Предпослѣднимъ, вторымъ снарядомъ головную башню сорвало. Тамъ начался пожаръ. Фигурки поѣздной команды прыгаютъ съ брони на землю. Но намъ-то отъ этого не легче. ​Пѣхотныя​ колонны приближаются, передняя разворачивается въ ​атакующія​ цѣпи.


— Не меньше полка полнаго состава! — говоритъ капитанъ ​Шишковъ​.


Глазъ у ​Шишкова​ наметанъ. Ему только глянуть — тутъ же точно знаетъ, какая сила претъ на насъ. Тысяча двѣсти красныхъ армейцевъ противъ ста пятидесяти измученныхъ переходами и боями добровольцевъ... Двѣнадцать сотенъ, по самому малому подсчету! Это по восемь-десять на каждаго изъ насъ.


А на той сторонѣ у Дондарчука - уже рѣзня. Трескъ пулеметовъ. Разрывы гранатъ. Клубы дыма. Добиваютъ нашъ обозъ съ ранеными.

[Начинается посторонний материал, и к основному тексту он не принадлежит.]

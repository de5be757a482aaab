//! Generator options and configuration.

use crate::error::{Error, Result};
use crate::filter::PackageFilter;
use crate::render::{RenderOptions, UnknownTagPolicy};
use crate::resolve::BasePath;
use std::fs;
use std::path::{Path, PathBuf};

/// Options for a generation run, as accepted from the command line.
#[derive(Debug, Clone)]
pub struct GeneratorOptions {
    /// Directory the pages are written to
    pub destination: PathBuf,

    /// File whose contents become the overview of every module page
    pub overview: Option<PathBuf>,

    /// Prefix rooting every resolved cross-reference link
    pub base_path: String,

    /// `moduleRegex#packageRegex` restricting the rendered packages
    pub target_packages: Option<String>,

    /// Page rendering options
    pub render: RenderOptions,

    /// Whether to render pages in parallel
    pub parallel: bool,
}

impl GeneratorOptions {
    /// Create options writing to `destination`.
    pub fn new(destination: impl Into<PathBuf>) -> Self {
        Self {
            destination: destination.into(),
            ..Self::default()
        }
    }

    /// Set the overview file.
    pub fn with_overview(mut self, path: impl Into<PathBuf>) -> Self {
        self.overview = Some(path.into());
        self
    }

    /// Set the base path for resolved links.
    pub fn with_base_path(mut self, base_path: impl Into<String>) -> Self {
        self.base_path = base_path.into();
        self
    }

    /// Set the package filter expression.
    pub fn with_target_packages(mut self, expression: impl Into<String>) -> Self {
        self.target_packages = Some(expression.into());
        self
    }

    /// Set the unknown-tag policy.
    pub fn with_unknown_tags(mut self, policy: UnknownTagPolicy) -> Self {
        self.render = self.render.with_unknown_tags(policy);
        self
    }

    /// Enable or disable parallel rendering.
    pub fn with_parallel(mut self, parallel: bool) -> Self {
        self.parallel = parallel;
        self
    }

    /// Disable parallel rendering.
    pub fn sequential(mut self) -> Self {
        self.parallel = false;
        self
    }

    /// Check the options before anything is rendered.
    ///
    /// Creates the destination directory if it is missing, reads the
    /// overview file and compiles the package filter.
    pub fn validate(&self) -> Result<GeneratorConfig> {
        ensure_destination(&self.destination)?;

        let overview = match self.overview {
            Some(ref path) => Some(read_overview(path)?),
            None => None,
        };

        let filter = self
            .target_packages
            .as_deref()
            .map(PackageFilter::new)
            .transpose()?;

        Ok(GeneratorConfig {
            destination: self.destination.clone(),
            overview,
            base_path: BasePath::new(&self.base_path),
            filter,
            render: self.render.clone(),
            parallel: self.parallel,
        })
    }
}

impl Default for GeneratorOptions {
    fn default() -> Self {
        Self {
            destination: PathBuf::from("."),
            overview: None,
            base_path: "/".to_string(),
            target_packages: None,
            render: RenderOptions::default(),
            parallel: true,
        }
    }
}

/// Validated configuration, produced by [`GeneratorOptions::validate`].
#[derive(Debug, Clone)]
pub struct GeneratorConfig {
    pub destination: PathBuf,
    /// Overview text, already read from disk
    pub overview: Option<String>,
    pub base_path: BasePath,
    pub filter: Option<PackageFilter>,
    pub render: RenderOptions,
    pub parallel: bool,
}

fn ensure_destination(path: &Path) -> Result<()> {
    if path.exists() && !path.is_dir() {
        return Err(Error::Destination {
            path: path.to_path_buf(),
            reason: "not a directory".to_string(),
        });
    }
    if !path.exists() {
        log::info!("Creating destination directory {}", path.display());
        fs::create_dir_all(path).map_err(|e| Error::Destination {
            path: path.to_path_buf(),
            reason: e.to_string(),
        })?;
    }
    Ok(())
}

fn read_overview(path: &Path) -> Result<String> {
    if !path.is_file() {
        return Err(Error::Overview(path.to_path_buf()));
    }
    fs::read_to_string(path).map_err(|_| Error::Overview(path.to_path_buf()))
}

#[cfg(test)]
mod tests {
    use super::*;

    #[test]
    fn test_generator_options_builder() {
        let options = GeneratorOptions::new("out")
            .with_base_path("/docs")
            .with_target_packages("m#p")
            .with_unknown_tags(UnknownTagPolicy::Marker)
            .sequential();

        assert_eq!(options.destination, PathBuf::from("out"));
        assert_eq!(options.base_path, "/docs");
        assert_eq!(options.target_packages.as_deref(), Some("m#p"));
        assert_eq!(options.render.unknown_tags, UnknownTagPolicy::Marker);
        assert!(!options.parallel);
    }

    #[test]
    fn test_default_options() {
        let options = GeneratorOptions::default();
        assert!(options.parallel);
        assert_eq!(options.base_path, "/");
        assert!(options.overview.is_none());
    }

    #[test]
    fn test_validate_creates_destination() {
        let dir = tempfile::tempdir().unwrap();
        let destination = dir.path().join("a").join("b");
        let config = GeneratorOptions::new(&destination)
            .with_base_path("docs//api")
            .validate()
            .unwrap();

        assert!(destination.is_dir());
        assert_eq!(config.base_path.as_str(), "docs/api/");
        assert!(config.filter.is_none());
    }

    #[test]
    fn test_validate_rejects_file_destination() {
        let dir = tempfile::tempdir().unwrap();
        let file = dir.path().join("file.txt");
        fs::write(&file, "x").unwrap();

        let result = GeneratorOptions::new(&file).validate();
        assert!(matches!(result, Err(Error::Destination { .. })));
    }

    #[test]
    fn test_validate_reads_overview() {
        let dir = tempfile::tempdir().unwrap();
        let overview = dir.path().join("overview.md");
        fs::write(&overview, "Project overview.").unwrap();

        let config = GeneratorOptions::new(dir.path().join("out"))
            .with_overview(&overview)
            .validate()
            .unwrap();
        assert_eq!(config.overview.as_deref(), Some("Project overview."));
    }

    #[test]
    fn test_validate_rejects_missing_overview() {
        let dir = tempfile::tempdir().unwrap();
        let result = GeneratorOptions::new(dir.path())
            .with_overview(dir.path().join("missing.md"))
            .validate();
        assert!(matches!(result, Err(Error::Overview(_))));
    }

    #[test]
    fn test_validate_rejects_bad_filter() {
        let dir = tempfile::tempdir().unwrap();
        let result = GeneratorOptions::new(dir.path())
            .with_target_packages("[")
            .validate();
        assert!(matches!(result, Err(Error::InvalidFilter { .. })));
    }
}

— Господа, занять ​оборонительныя​ позиціи, — отдаетъ приказъ нашъ подполковникъ.


Лицо подполковника Волховскаго застыло. Въ такіе моменты что-то чуждое, отъ древнихъ варяговъ, отъ ливонскихъ рыцарей, отъ лѣсныхъ ​нападчиковъ​ проступаетъ въ чертахъ его. Глаза начинаютъ свѣтиться недобрымъ бѣлымъ блеклымъ огнемъ. Губы сжимаются. Кожа на скулахъ натягивается. Щетка усовъ топорщится.

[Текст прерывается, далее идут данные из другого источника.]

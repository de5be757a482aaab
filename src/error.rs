//! Error types for docmark library.

use std::io;
use std::path::PathBuf;
use thiserror::Error;

/// Result type alias for docmark operations.
pub type Result<T> = std::result::Result<T, Error>;

/// Error types that can occur while loading a tree or generating pages.
#[derive(Error, Debug)]
pub enum Error {
    /// I/O error when reading input files.
    #[error("I/O error: {0}")]
    Io(#[from] io::Error),

    /// The destination directory could not be created or is not a directory.
    #[error("Invalid destination directory {path}: {reason}")]
    Destination { path: PathBuf, reason: String },

    /// The overview file does not exist or is not readable.
    #[error("Overview file does not exist or is not readable: {0}")]
    Overview(PathBuf),

    /// The target-packages filter contains an invalid regular expression.
    #[error("Invalid target-packages filter '{pattern}': {source}")]
    InvalidFilter {
        pattern: String,
        #[source]
        source: regex::Error,
    },

    /// A rendered page could not be written.
    #[error("Failed to write {path}: {source}")]
    Write {
        path: PathBuf,
        #[source]
        source: io::Error,
    },

    /// The documentation tree JSON could not be decoded.
    #[error("JSON error: {0}")]
    Json(#[from] serde_json::Error),

    /// The documentation tree is structurally invalid.
    #[error("Invalid documentation tree: {0}")]
    InvalidTree(String),

    /// Error during rendering.
    #[error("Rendering error: {0}")]
    Render(String),
}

— Вторая рота — у пакгаузовъ. Первая рота — въ серединѣ. Связистамъ не сходить съ телеграфа. Требовать поддержки! Третья рота... — подполковникъ окидываетъ взглядомъ позиціи, — Иванъ Аристарховичъ, отведи роту вдоль домовъ. Будешь прикрывать съ фланговъ. Драгуны съ тобой, укройтесь до поры до времени...


Вика ​Крестовскій​ съ корнетомъ ​Юрьевскимъ​ подлетѣли:


— Господинъ подполковникъ, дозвольте... обозъ... успѣемъ...

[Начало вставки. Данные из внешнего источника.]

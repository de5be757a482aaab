//! Cross-reference resolution.
//!
//! Resolution is a two-phase process: a [`TypeDictionary`] is built once from
//! every documented type, then each page receives a [`ReferenceResolver`]
//! that answers lookups against the frozen dictionary.

mod dictionary;

pub use dictionary::TypeDictionary;

use std::sync::Arc;

/// Link target used for references that cannot be resolved.
pub const UNKNOWN_TYPE_PATH: &str = "unknownType.md";

/// Turns a textual type reference into a link target.
pub trait ReferenceResolver: Sync {
    /// Resolve `reference`, which may carry a `#member` fragment.
    fn resolve(&self, reference: &str) -> String;
}

impl<F> ReferenceResolver for F
where
    F: Fn(&str) -> String + Sync,
{
    fn resolve(&self, reference: &str) -> String {
        self(reference)
    }
}

/// URL-rooted prefix prepended to every resolved location.
///
/// Always ends in exactly one `/`, with runs of `/` collapsed.
#[derive(Debug, Clone, PartialEq, Eq)]
pub struct BasePath(String);

impl BasePath {
    /// Normalize a base path, e.g. `docs//api` → `docs/api/`.
    pub fn new(path: &str) -> Self {
        let mut normalized = String::with_capacity(path.len() + 1);
        for c in path.chars().chain(std::iter::once('/')) {
            if c == '/' && normalized.ends_with('/') {
                continue;
            }
            normalized.push(c);
        }
        Self(normalized)
    }

    /// The normalized prefix.
    pub fn as_str(&self) -> &str {
        &self.0
    }
}

impl Default for BasePath {
    fn default() -> Self {
        Self("/".to_string())
    }
}

/// Resolver backed by a frozen [`TypeDictionary`].
#[derive(Debug, Clone)]
pub struct DictionaryResolver {
    dictionary: Arc<TypeDictionary>,
    base_path: BasePath,
}

impl DictionaryResolver {
    /// Create a resolver over a dictionary.
    pub fn new(dictionary: Arc<TypeDictionary>, base_path: BasePath) -> Self {
        Self {
            dictionary,
            base_path,
        }
    }

    /// The underlying dictionary.
    pub fn dictionary(&self) -> &TypeDictionary {
        &self.dictionary
    }
}

impl ReferenceResolver for DictionaryResolver {
    /// Only the text before the first `#` is looked up; member fragments are
    /// not turned into anchors.
    fn resolve(&self, reference: &str) -> String {
        let type_name = reference
            .split_once('#')
            .map_or(reference, |(type_name, _)| type_name);
        match self.dictionary.get(type_name) {
            Some(location) => format!("{}{}", self.base_path.as_str(), location),
            None => UNKNOWN_TYPE_PATH.to_string(),
        }
    }
}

Василій Сергѣевичъ зорко взглядываетъ.


За рѣчонкой полыхаетъ. Стрѣльба вовсю. Отбивается обозъ никакъ. У насъ охотниковъ три десятка да драгуновъ осталось столько же. Общимъ счетомъ, шестьдесятъ сабель. А красныхъ — не меньше двухъ батальоновъ да еще артиллерія работаетъ.


— Отобьемъ хоть часть обоза, — старается перекричать разрывы ​Крестовскій​.


— Наша пѣхота безъ прикрытія, у пушкарей снарядовъ разъ-два и обчелся.


— Добудемъ снаряды! Вернемся тотчасъ...


Рѣшеніе подполковникъ принимаетъ быстро.


— Хорошо. Но если увидите, что невозможно спасти, не рискуйте!


Двѣ роты пѣхоты, всего семьдесятъ два человѣка, уже вступили въ бой. Пулеметы ​такаютъ​. Ружейный огонь ​всё​ ​гуще​, ​всё​ ​чаще​. 


Красныхъ нужно остановить.


Я свою третью роту, двадцать семь офицеровъ и юнкеровъ, отвожу въ ​станціонные​ ​проулочки​. Самъ вбѣгаю въ чей-то брошенный флигелекъ. Мнѣ подъ ноги бросается собачонка. Я отбрасываю ​её​ сапогомъ. Она визжитъ, обиженная, испуганная. Я быстро поднимаюсь на второй этажъ, оттуда — на чердакъ.


Съ чердака картина боя какъ на ладони. ​Красные​ остановлены нашимъ огнемъ. Залегли. Подтягиваютъ артиллерію. Бронепоѣздъ подаетъ признаки жизни. Неожиданно переноситъ огонь двухъ заднихъ орудій на Завьялово. Я всматриваюсь. Такъ и ​есть​: тамъ летятъ охотники съ драгунами. А по нимъ пальба изъ всего, что можетъ стрѣлять.


Метнулась наша кавалерія влѣво, потомъ вправо. Потомъ раздѣлилась на двѣ стаи. И въ уходъ! Нѣтъ, не добрались ​они​ до обозныхъ. Бронепоѣздъ красныхъ бьетъ по нимъ шрапнелью. ​Бурыя​ облачка зависли надъ всадниками. Стрекочутъ пулеметы.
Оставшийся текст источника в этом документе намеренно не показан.